You can visit most auto parts stores for free alternator testing. However, I also understand the value of learning to diagnose automotive parts at home. As a professional mechanic, here are the steps I would take to test the alternator. 

  1. Set your multimeter to read DC voltage above 15.
  2. Clean off the battery terminals to ensure an accurate reading.
  3. Place the black multimeter cable on the negative terminal.
  4. Place the red multimeter cable on the positive terminal.
  5. The reading should be around 12.6 volts.
  6. Start the car and double-check the reading.
  7. It should have increased to 13.5 to 14.5 volts. 

If the reading is higher, then the alternator is supplying too much voltage. On the other hand, anything less than 13.5 volts shows that the alternator isn’t charging the battery. 

LEARN MORE: How to Test a Car Alternator (5 Steps)

How Much Does It Cost To Replace An Alternator?

On average, you may spend between $250 and $850 to have the alternator replaced professionally. Expect to spend around $200 to $500 on the alternator, while the rest of the cost is for labor. If you can install the alternator at home, you will save a small amount of money.

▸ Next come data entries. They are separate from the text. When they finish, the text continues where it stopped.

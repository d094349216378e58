mod common;

use chrono::Duration;
use common::{msg, reading, t0, Harness, RACK};
use intellirack::notification::NfcEventType;
use intellirack::store::SlotStatusStore;
use intellirack::{route_frame, DeviceLanes, IngestOutcome, IngressError, RealtimeEvent};
use std::time::Duration as StdDuration;
use tracing::Span;

const NS: &str = "intellirack";

#[tokio::test]
async fn test_data_frame_flows_into_log() {
    let h = Harness::new().await;
    let message = route_frame(
        NS,
        "intellirack/rack-1/data",
        br#"{"deviceId":"rack-1","slotId":3,"ingredientName":"Cocoa","weight":"410.5","status":"GOOD","tagUID":"04AABB"}"#,
    )
    .unwrap();

    let report = h.pipeline.handle_at(message, t0()).await;

    assert_eq!(report.outcome, IngestOutcome::Classified);
    assert!(report.logged);
    let logs = h.store.logs_for(RACK, "3").await;
    assert_eq!(logs[0].ingredient, "Cocoa");
    assert_eq!(logs[0].weight, 410.5);
    assert_eq!(logs[0].tag_uid.as_deref(), Some("04AABB"));
}

#[tokio::test]
async fn test_response_frame_sets_slot_tag() {
    let h = Harness::new().await;
    let mut realtime = h.hub.subscribe();
    let message = route_frame(
        NS,
        "intellirack/rack-1/response",
        br#"{"slotId":"S4","command":"nfc_read","response":{"uid":"04:a1:b2:c3","ingredient":"Yeast"}}"#,
    )
    .unwrap();

    let report = h.pipeline.handle_at(message, t0()).await;

    assert_eq!(report.outcome, IngestOutcome::Command);
    assert_eq!(report.command, Some(NfcEventType::Read));
    let slot = h.store.get(RACK, "S4").await.unwrap().unwrap();
    assert_eq!(slot.tag_uid.as_deref(), Some("04A1B2C3"));
    assert_eq!(slot.ingredient.as_deref(), Some("Yeast"));

    let mut channels = Vec::new();
    while let Ok(event) = realtime.try_recv() {
        if let RealtimeEvent::NfcEvent(push) = &event {
            assert_eq!(push.tag_uid.as_deref(), Some("04A1B2C3"));
        }
        channels.push(event.channel());
    }
    assert_eq!(channels, vec!["nfcEvent", "commandResponse"]);
}

#[tokio::test]
async fn test_status_frame_is_heartbeat_only() {
    let h = Harness::new().await;
    let message = route_frame(
        NS,
        "intellirack/rack-1/status",
        br#"{"slotId":"S1","ingredient":"Flour","weight":100}"#,
    )
    .unwrap();

    let report = h.pipeline.handle_at(message, t0()).await;

    assert_eq!(report.outcome, IngestOutcome::Heartbeat);
    assert!(h.store.logs_for(RACK, "S1").await.is_empty());
    assert_eq!(h.live.last_heartbeat(RACK), Some(t0()));
}

#[test]
fn test_malformed_frames_are_rejected() {
    assert!(matches!(
        route_frame(NS, "intellirack/rack-1/data", b"not json"),
        Err(IngressError::MalformedPayload(_))
    ));
    assert!(matches!(
        route_frame(NS, "intellirack/rack-1/data", br#"{"weight":5}"#),
        Err(IngressError::MalformedPayload(_))
    ));
    assert!(matches!(
        route_frame(NS, "intellirack/rack-1/data", br#"{"slotId":"S1","weight":"heavy"}"#),
        Err(IngressError::MalformedPayload(_))
    ));
    assert!(matches!(
        route_frame(NS, "intellirack/rack-1/data", br#"{"deviceId":"rack-2","slotId":"S1"}"#),
        Err(IngressError::MalformedPayload(_))
    ));
    assert!(matches!(
        route_frame(NS, "elsewhere/rack-1/data", br#"{"slotId":"S1"}"#),
        Err(IngressError::InvalidTopic(_))
    ));
}

#[tokio::test(flavor = "multi_thread", worker_threads = 4)]
async fn test_lane_keeps_device_order() {
    let h = Harness::new().await;
    let lanes = DeviceLanes::new(h.pipeline.clone(), 4, StdDuration::from_secs(60));

    // Given more readings than the lane holds, with rising timestamps
    for i in 0..20 {
        let mut next = reading("Flour", 500.0 + 20.0 * i as f64);
        next.timestamp = Some(t0() + Duration::seconds(i));
        lanes.dispatch(msg(next), Span::none()).await;
    }
    lanes.close().await;

    // Then none was seen as stale, so every one was logged in order
    let weights: Vec<f64> = h
        .store
        .logs_for(RACK, "S1")
        .await
        .iter()
        .map(|log| log.weight)
        .collect();
    let expected: Vec<f64> = (0..20).map(|i| 500.0 + 20.0 * i as f64).collect();
    assert_eq!(weights, expected);
}

#[tokio::test]
async fn test_idle_lane_is_retired_and_respawned() {
    let h = Harness::new().await;
    let lanes = DeviceLanes::new(h.pipeline.clone(), 8, StdDuration::from_millis(20));

    lanes.dispatch(msg(reading("Flour", 500.0)), Span::none()).await;
    assert_eq!(lanes.active_lanes(), 1);

    tokio::time::timeout(StdDuration::from_secs(2), async {
        while lanes.active_lanes() > 0 {
            tokio::time::sleep(StdDuration::from_millis(5)).await;
        }
    })
    .await
    .unwrap();

    lanes.dispatch(msg(reading("Flour", 900.0)), Span::none()).await;
    lanes.close().await;

    assert_eq!(h.store.logs_for(RACK, "S1").await.len(), 2);
}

The price you spend to have the alternator replaced varies depending on what type of car you drive. It also matters where you live to determine what the average labor rate is. 

How Do You Know If It’s A Bad Alternator Or Battery?

If your car battery is dead and you jump-start it, the vehicle should continue to run unless the battery can’t hold a charge or the alternator isn’t charging it. Check the voltage as shown in our instructions above to see what’s going wrong.

You may also replace the battery with a new one if you think it is to blame. However, if that battery also dies, your alternator should be replaced. 

How does a car act when the alternator is going out?

The battery warning light often comes on and the headlights or accessories may start to act strange. You may have trouble starting the car or it could begin stalling. Additionally, there could be some odd noises and flickering lights as the alternator begins to die. 

Can a car run with a bad alternator?

If the battery is fully charged, the car will continue running until there is no more juice left in it. Once the battery drains, you won’t be able to start the car again without jumper cables or a jumper box. For this reason, it’s best to replace the bad alternator at the first sign of trouble. 

Do alternators go out suddenly?

The alternator can give you many warning signs before it fails completely. We’ve listed some of those warning signs above. However, the alternator can also fail without any warning, so you need to be prepared to replace it at any time. 

How many miles until the alternator fails?

The alternator isn’t a part that should be replaced with regular maintenance. Yet, it’s also not going to last the lifetime of the vehicle, in most cases. On average, an alternator will last between 80,000 to 150,000 miles, which is far longer than your typical car battery. 

What does a bad alternator sound like?

The bad alternator can make a variety of noises, depending on what’s going on. If the belt is just slipping, you may hear a whining noise. However, internal failure of the alternator will often lead to a growling or groaning as the bearings or rotor shaft fail. 

It’s not uncommon for alternators to fail, which is why this repair is one that most of us professional mechanics are used to. Even if you’ve never replaced an alternator before, it isn’t too difficult in most cars, especially if you have some mechanical experience. You won’t save a lot of money by replacing the alternator yourself, but you will end up with a sense of accomplishment. 

Test the battery and alternator when charging problems occur to determine which one is to blame. If you figure out the alternator is a problem, it’s best to replace it before it dies completely. Otherwise, you could become stranded in a parking lot somewhere, waiting for a tow truck.